How to use SMOTE node in knime with integer dataset's columns?

Hi all,

I have to use the node "SMOTE" in the cross-validation metanode (I have put it after the X-partitioner and before the classifier, could it be right?). However, I have several errors when my dataset contains integer columns. I have tried putting a column rename before the cross-validation metanode, transforming the integer columns into double, but I got the following error:

 

The attribute 'Account length' has a different type in the test data (DoubleCell vs. Non-Native [interface org.knime.core.data.BoundedValue, interface org.knime.core.data.IntValue, interface org.knime.core.data.DataValue, interface org.knime.core.data.LongValue, interface org.knime.core.data.DoubleValue, interface org.knime.core.data.ComplexNumberValue, interface org.knime.core.data.FuzzyNumberValue, interface org.knime.core.data.FuzzyIntervalValue])

 

Could you help me?

 

By the moment, I'm normalizing the dataset before cross validation, but It's just a temporary solution, as you can see in the attached pictures (the first one is just illustrative, indeed the node outputs are red)

Hi,

thanks for reporting the problem.
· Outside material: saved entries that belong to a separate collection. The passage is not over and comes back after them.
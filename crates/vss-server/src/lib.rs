//! # Visual Search Service - Job Boundary
//!
//! Turns job requests into search calls and search results into job
//! responses. Every request gets a response: failures, including panics,
//! come back as `{"error": "..."}`.
//!
//! ## Core Types
//!
//! | Type | Description |
//! |------|-------------|
//! | [`JobRequest`] | Incoming `{"input": {...}}` payload |
//! | [`JobResponse`] | Success body or error body |
//! | [`JobHandler`] | Total-catch request handler |
//!
//! ## Runtime
//!
//! [`run`] loads configuration, initializes logging, builds the search
//! context and then either answers a single test job or serves JSON lines
//! from stdin until EOF.

pub mod handler;
pub mod init;
pub mod job;
pub mod runtime;

pub use handler::JobHandler;
pub use init::{RunOptions, run};
pub use job::{ErrorResponse, JobInput, JobRequest, JobResponse, SearchResponse};
pub use runtime::serve_lines;
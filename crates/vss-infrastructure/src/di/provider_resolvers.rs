//! Provider resolvers
//!
//! Wrap the linkme registry lookups so configuration errors come back as
//! domain configuration errors.

use std::sync::Arc;

use vss_application::ModelLoader;
use vss_application::ports::registry::{
    resolve_cache_provider, resolve_embedding_model, resolve_object_store,
};
use vss_domain::error::{Error, Result};
use vss_domain::ports::providers::{EmbeddingCacheProvider, ObjectStoreProvider};

use crate::config::{CacheConfig, EmbeddingConfig, StoreConfig};

/// Resolve the configured object store
pub fn resolve_store(config: &StoreConfig) -> Result<Arc<dyn ObjectStoreProvider>> {
    resolve_object_store(&config.to_registry()).map_err(Error::configuration)
}

/// Resolve the configured embedding cache
pub fn resolve_cache(config: &CacheConfig) -> Result<Arc<dyn EmbeddingCacheProvider>> {
    resolve_cache_provider(&config.to_registry()).map_err(Error::configuration)
}

/// Loader that builds the configured embedding model on demand
///
/// Resolution is deferred to the first call, so an unavailable model only
/// fails the requests that need it.
pub fn model_loader(config: &EmbeddingConfig) -> ModelLoader {
    let registry_config = config.to_registry();
    Arc::new(move || resolve_embedding_model(&registry_config).map_err(Error::model))
}
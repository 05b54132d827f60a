//! Timing instrumentation helpers

use std::time::Instant;

use tracing::info;

/// Stopwatch for one named startup phase
///
/// `finish` logs the phase with its duration and hands the duration back,
/// so callers can add it to their own summary fields.
///
/// # Example
///
/// ```ignore
/// use vss_infrastructure::utils::TimedOperation;
///
/// let timer = TimedOperation::start("model warm-up");
/// context.model().await?;
/// timer.finish();
/// ```
#[derive(Debug, Clone, Copy)]
pub struct TimedOperation {
    phase: &'static str,
    start: Instant,
}

impl TimedOperation {
    /// Start timing `phase`
    pub fn start(phase: &'static str) -> Self {
        Self {
            phase,
            start: Instant::now(),
        }
    }

    /// Name of the phase being timed
    pub fn phase(&self) -> &'static str {
        self.phase
    }

    /// Elapsed time in milliseconds, saturating
    pub fn elapsed_ms(&self) -> u64 {
        u64::try_from(self.start.elapsed().as_millis()).unwrap_or(u64::MAX)
    }

    /// Log the phase as complete and return its duration in milliseconds
    pub fn finish(self) -> u64 {
        let elapsed_ms = self.elapsed_ms();
        info!(phase = self.phase, elapsed_ms, "Startup phase complete");
        elapsed_ms
    }
}
//! Domain layer constants
//!
//! Contains constants that are part of the search domain and are used by
//! the application layer. Infrastructure-specific constants remain in
//! `vss_infrastructure::constants`.

// ============================================================================
// LISTING CONSTANTS
// ============================================================================

/// Image extensions accepted by the key lister (matched case-insensitively)
pub const SUPPORTED_IMAGE_EXTENSIONS: &[&str] = &["png", "jpg", "jpeg"];

/// Key path separator used by object stores
pub const KEY_SEPARATOR: char = '/';

/// Default number of keys requested per listing page
pub const LISTING_PAGE_SIZE: usize = 1000;

// ============================================================================
// FETCH CONSTANTS
// ============================================================================

/// Default width of the fetch worker pool
pub const FETCH_DEFAULT_CONCURRENCY: usize = 32;

/// Lower bound for the recommended fetch pool width
pub const FETCH_MIN_RECOMMENDED_CONCURRENCY: usize = 10;

/// Upper bound for the recommended fetch pool width
pub const FETCH_MAX_RECOMMENDED_CONCURRENCY: usize = 50;

/// Attempt ceiling for a single object (first try included)
pub const FETCH_MAX_ATTEMPTS: u32 = 3;

/// Base backoff delay in milliseconds; attempt `n` waits `base * 2^n`
pub const FETCH_BACKOFF_BASE_MS: u64 = 100;

/// Working resolution images are resized to before embedding
pub const IMAGE_TARGET_SIZE: u32 = 224;

// ============================================================================
// EMBEDDING CONSTANTS
// ============================================================================

/// Default number of images per encoder call
pub const IMAGE_BATCH_SIZE: usize = 32;

/// Norms at or below this value are treated as degenerate
pub const NORM_EPSILON: f32 = 1e-12;

/// Tolerance used when checking that a vector has unit norm
pub const UNIT_NORM_TOLERANCE: f32 = 1e-5;

/// Default capacity of the process-wide embedding cache (entries)
pub const EMBEDDING_CACHE_CAPACITY: usize = 10_000;
//! Logging configuration types

use std::path::PathBuf;

use serde::{Deserialize, Serialize};

use crate::constants::DEFAULT_LOG_LEVEL;

/// Logging configuration
#[derive(Debug, Clone, PartialEq, Eq, Serialize, Deserialize)]
#[serde(default)]
pub struct LoggingConfig {
    /// Log level (trace, debug, info, warn, error)
    pub level: String,

    /// Enable JSON output format
    pub json_format: bool,

    /// Log to a daily-rolling file in addition to stderr
    pub file_output: Option<PathBuf>,
}

impl Default for LoggingConfig {
    fn default() -> Self {
        Self {
            level: DEFAULT_LOG_LEVEL.to_string(),
            json_format: false,
            file_output: None,
        }
    }
}
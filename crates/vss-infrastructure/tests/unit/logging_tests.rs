//! Logging Tests

use tracing::Level;
use vss_infrastructure::constants::DEFAULT_LOG_LEVEL;
use vss_infrastructure::logging::{LoggingConfig, parse_log_level};

#[test]
fn test_parse_log_level() {
    assert_eq!(parse_log_level("trace").unwrap(), Level::TRACE);
    assert_eq!(parse_log_level("debug").unwrap(), Level::DEBUG);
    assert_eq!(parse_log_level("INFO").unwrap(), Level::INFO);
    assert_eq!(parse_log_level("warning").unwrap(), Level::WARN);
    assert_eq!(parse_log_level("error").unwrap(), Level::ERROR);

    assert!(parse_log_level("verbose").is_err());
}

#[test]
fn test_logging_config_default() {
    let config = LoggingConfig::default();
    assert_eq!(config.level, DEFAULT_LOG_LEVEL);
    assert!(!config.json_format);
    assert!(config.file_output.is_none());
}
//! Search outcome and metrics

use serde::{Deserialize, Serialize};

use super::{ObjectKey, RankedResult};

/// Value Object: Search Metrics
///
/// Produced once per request and never mutated after being returned.
#[derive(Debug, Clone, Default, PartialEq, Serialize, Deserialize)]
pub struct SearchMetrics {
    /// Wall-clock time of the whole request, in seconds
    pub total_time: f64,
    /// Images that were fetched, decoded and embedded
    pub total_images: usize,
    /// Candidates dropped along the way
    pub failed_images: usize,
    /// Keys produced by the lister
    pub candidate_images: usize,
    /// Image embeddings served from the cache
    pub cache_hits: usize,
}

/// Everything a successful request returns
#[derive(Debug, Clone, PartialEq)]
pub struct SearchOutcome {
    /// Successfully processed keys, in listing order
    pub image_keys: Vec<ObjectKey>,
    /// Ranking over `image_keys`; entry indices point into it
    pub ranking: RankedResult,
    /// Request metrics
    pub metrics: SearchMetrics,
    /// Set when the result is empty for a reason worth telling the caller
    pub note: Option<String>,
}
//! # Infrastructure Layer
//!
//! Cross-cutting technical concerns that support the application and domain layers.
//!
//! All adapters live in `vss-providers` and are reached through the linkme
//! registries of `vss-application`; this crate turns configuration into a
//! ready [`SearchContext`](vss_application::SearchContext).
//!
//! ## Module Categories
//!
//! ### Configuration & Bootstrap
//! | Module | Description |
//! |--------|-------------|
//! | [`config`] | TOML + environment configuration via figment |
//! | [`di`] | Provider resolution and search context bootstrap |
//! | [`constants`] | Centralized configuration constants |
//!
//! ### Observability
//! | Module | Description |
//! |--------|-------------|
//! | [`logging`] | Structured logging with tracing |
//!
//! ### Utilities
//! | Module | Description |
//! |--------|-------------|
//! | [`error_ext`] | Context helpers for foreign errors |
//! | [`utils`] | Timing helpers |

// Linking the provider crate fills the registries
extern crate vss_providers;

pub mod config;
pub mod constants;
pub mod di;
pub mod error_ext;
pub mod logging;
pub mod utils;

// Re-export commonly used types
pub use config::{AppConfig, ConfigLoader};
pub use di::bootstrap::{build_search_context, init_search_context};
pub use error_ext::ErrorContext;
pub use utils::TimedOperation;
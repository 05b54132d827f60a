//! In-memory object store provider
//!
//! Keeps buckets in process memory. Data is lost on restart; useful for
//! development, demos and tests.

use std::collections::BTreeMap;
use std::sync::Arc;

use async_trait::async_trait;
use dashmap::DashMap;
use vss_domain::constants::LISTING_PAGE_SIZE;
use vss_domain::error::{Error, Result};
use vss_domain::ports::providers::ObjectStoreProvider;
use vss_domain::value_objects::{ObjectEntry, ObjectKey, ObjectPage};

use super::paginate;

type Bucket = BTreeMap<String, Arc<Vec<u8>>>;

/// In-memory object store
///
/// Buckets are created on first `put`. Listing is in key order.
#[derive(Debug, Clone)]
pub struct InMemoryObjectStore {
    buckets: Arc<DashMap<String, Bucket>>,
    page_size: usize,
}

impl InMemoryObjectStore {
    /// Create an empty store
    pub fn new() -> Self {
        Self {
            buckets: Arc::new(DashMap::new()),
            page_size: LISTING_PAGE_SIZE,
        }
    }

    /// Set the listing page size
    pub fn with_page_size(mut self, page_size: usize) -> Self {
        self.page_size = page_size.max(1);
        self
    }

    /// Store an object, replacing any previous content at `key`
    pub fn put(&self, bucket: &str, key: impl Into<String>, bytes: Vec<u8>) {
        self.buckets
            .entry(bucket.to_string())
            .or_default()
            .insert(key.into(), Arc::new(bytes));
    }

    /// Remove an object; returns whether it existed
    pub fn remove(&self, bucket: &str, key: &str) -> bool {
        self.buckets
            .get_mut(bucket)
            .is_some_and(|mut b| b.remove(key).is_some())
    }

    /// Number of objects in `bucket`
    pub fn object_count(&self, bucket: &str) -> usize {
        self.buckets.get(bucket).map_or(0, |b| b.len())
    }
}

impl Default for InMemoryObjectStore {
    fn default() -> Self {
        Self::new()
    }
}

#[async_trait]
impl ObjectStoreProvider for InMemoryObjectStore {
    async fn list_page(
        &self,
        bucket: &str,
        prefix: &str,
        continuation: Option<&str>,
    ) -> Result<ObjectPage> {
        let objects = self
            .buckets
            .get(bucket)
            .ok_or_else(|| Error::store_permanent(format!("no such bucket '{bucket}'")))?;
        let matching: Vec<ObjectEntry> = objects
            .range(prefix.to_string()..)
            .take_while(|(k, _)| k.starts_with(prefix))
            .map(|(k, v)| ObjectEntry::new(k.as_str(), v.len() as u64))
            .collect();
        Ok(paginate(matching, continuation, self.page_size))
    }

    async fn get(&self, bucket: &str, key: &ObjectKey) -> Result<Vec<u8>> {
        self.buckets
            .get(bucket)
            .and_then(|b| b.get(key.as_str()).map(|v| v.as_ref().clone()))
            .ok_or_else(|| Error::store_permanent(format!("no such key '{key}' in '{bucket}'")))
    }

    fn provider_name(&self) -> &str {
        "memory"
    }
}

// ============================================================================
// Auto-registration via linkme
// ============================================================================

use vss_application::ports::registry::{
    OBJECT_STORE_PROVIDERS, ObjectStoreConfig, ObjectStoreEntry,
};

#[linkme::distributed_slice(OBJECT_STORE_PROVIDERS)]
static MEMORY_STORE: ObjectStoreEntry = ObjectStoreEntry {
    name: "memory",
    description: "In-process object store (empty at startup, for tests and demos)",
    factory: |config: &ObjectStoreConfig| {
        Ok(Arc::new(
            InMemoryObjectStore::new().with_page_size(config.page_size),
        ))
    },
};
//! Object Store Provider Implementations
//!
//! ## Available Providers
//!
//! | Provider | Type | Description |
//! |----------|------|-------------|
//! | [`FilesystemObjectStore`] | Local | Buckets are subdirectories of a root directory |
//! | [`InMemoryObjectStore`] | Testing | Objects held in process memory |
//! | `S3ObjectStore` | Cloud | AWS S3 or any S3-compatible endpoint (`store-s3`) |

#[cfg(feature = "store-filesystem")]
pub mod filesystem;
#[cfg(feature = "store-memory")]
pub mod in_memory;
#[cfg(feature = "store-s3")]
pub mod s3;

#[cfg(feature = "store-filesystem")]
pub use filesystem::FilesystemObjectStore;
#[cfg(feature = "store-memory")]
pub use in_memory::InMemoryObjectStore;
#[cfg(feature = "store-s3")]
pub use s3::S3ObjectStore;

use vss_domain::value_objects::{ObjectEntry, ObjectPage};

/// Cut one page out of a key-sorted listing
///
/// The continuation token is the last key of the previous page, so paging
/// stays correct if objects are added between calls.
#[cfg(any(feature = "store-filesystem", feature = "store-memory"))]
pub(crate) fn paginate(
    sorted: Vec<ObjectEntry>,
    continuation: Option<&str>,
    page_size: usize,
) -> ObjectPage {
    let page_size = page_size.max(1);
    let mut remaining = sorted
        .into_iter()
        .skip_while(|e| continuation.is_some_and(|after| e.key.as_str() <= after))
        .peekable();

    let entries: Vec<ObjectEntry> = remaining.by_ref().take(page_size).collect();
    let next = if remaining.peek().is_some() {
        entries.last().map(|e| e.key.as_str().to_string())
    } else {
        None
    };
    match next {
        Some(token) => ObjectPage::with_next(entries, token),
        None => ObjectPage::last(entries),
    }
}
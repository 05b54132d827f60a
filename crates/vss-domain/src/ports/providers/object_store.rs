//! Object Store Provider Port
//!
//! Consumed as an opaque capability: list objects under a prefix, page by
//! page, and fetch object bytes by key. Authentication and connection
//! pooling stay inside the implementation.

use crate::error::Result;
use crate::value_objects::{ObjectKey, ObjectPage};
use async_trait::async_trait;

/// Remote Object Store Interface
///
/// # Error classes
///
/// Implementations must map their failures onto
/// [`Error::store_transient`](crate::error::Error::store_transient) for
/// errors expected to clear on retry (timeouts, throttling, 5xx) and
/// [`Error::store_permanent`](crate::error::Error::store_permanent) for the
/// rest (missing object, access denied). Listing failures may use either;
/// the key lister treats every listing error as fatal.
///
/// # Example
///
/// ```ignore
/// use vss_domain::ports::providers::ObjectStoreProvider;
///
/// let mut token = None;
/// loop {
///     let page = store.list_page("photos", "summer/", token.as_deref()).await?;
///     for entry in &page.entries {
///         let bytes = store.get("photos", &entry.key).await?;
///     }
///     match page.next_token {
///         Some(next) => token = Some(next),
///         None => break,
///     }
/// }
/// ```
#[async_trait]
pub trait ObjectStoreProvider: Send + Sync {
    /// List one page of objects under `prefix`
    ///
    /// `continuation` is `None` for the first page and the previous page's
    /// `next_token` afterwards. Entries are returned in store order.
    async fn list_page(
        &self,
        bucket: &str,
        prefix: &str,
        continuation: Option<&str>,
    ) -> Result<ObjectPage>;

    /// Read the full contents of one object
    async fn get(&self, bucket: &str, key: &ObjectKey) -> Result<Vec<u8>>;

    /// Get the name/identifier of this provider implementation
    ///
    /// # Returns
    /// A string identifier for the provider (e.g., "s3", "filesystem", "memory")
    fn provider_name(&self) -> &str;
}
The weka predictor is indeed too restrictive. The problem is fixed and will be available with the next bugfix-release, probably this month. What KNIME version are you using? (seems to be lower than 3.0). I am not sure what other version, apart from 3.1, will be affected by this bugfix.

As another workaround for now you could also put a 'Round Double'-node after the SMOTE-node, because the SMOTE-node turns the former integer values into doubles and the 'Round Double'-node turns them back.

Best,

Martin

1 Like

The problem is fixed for 3.1.1 ...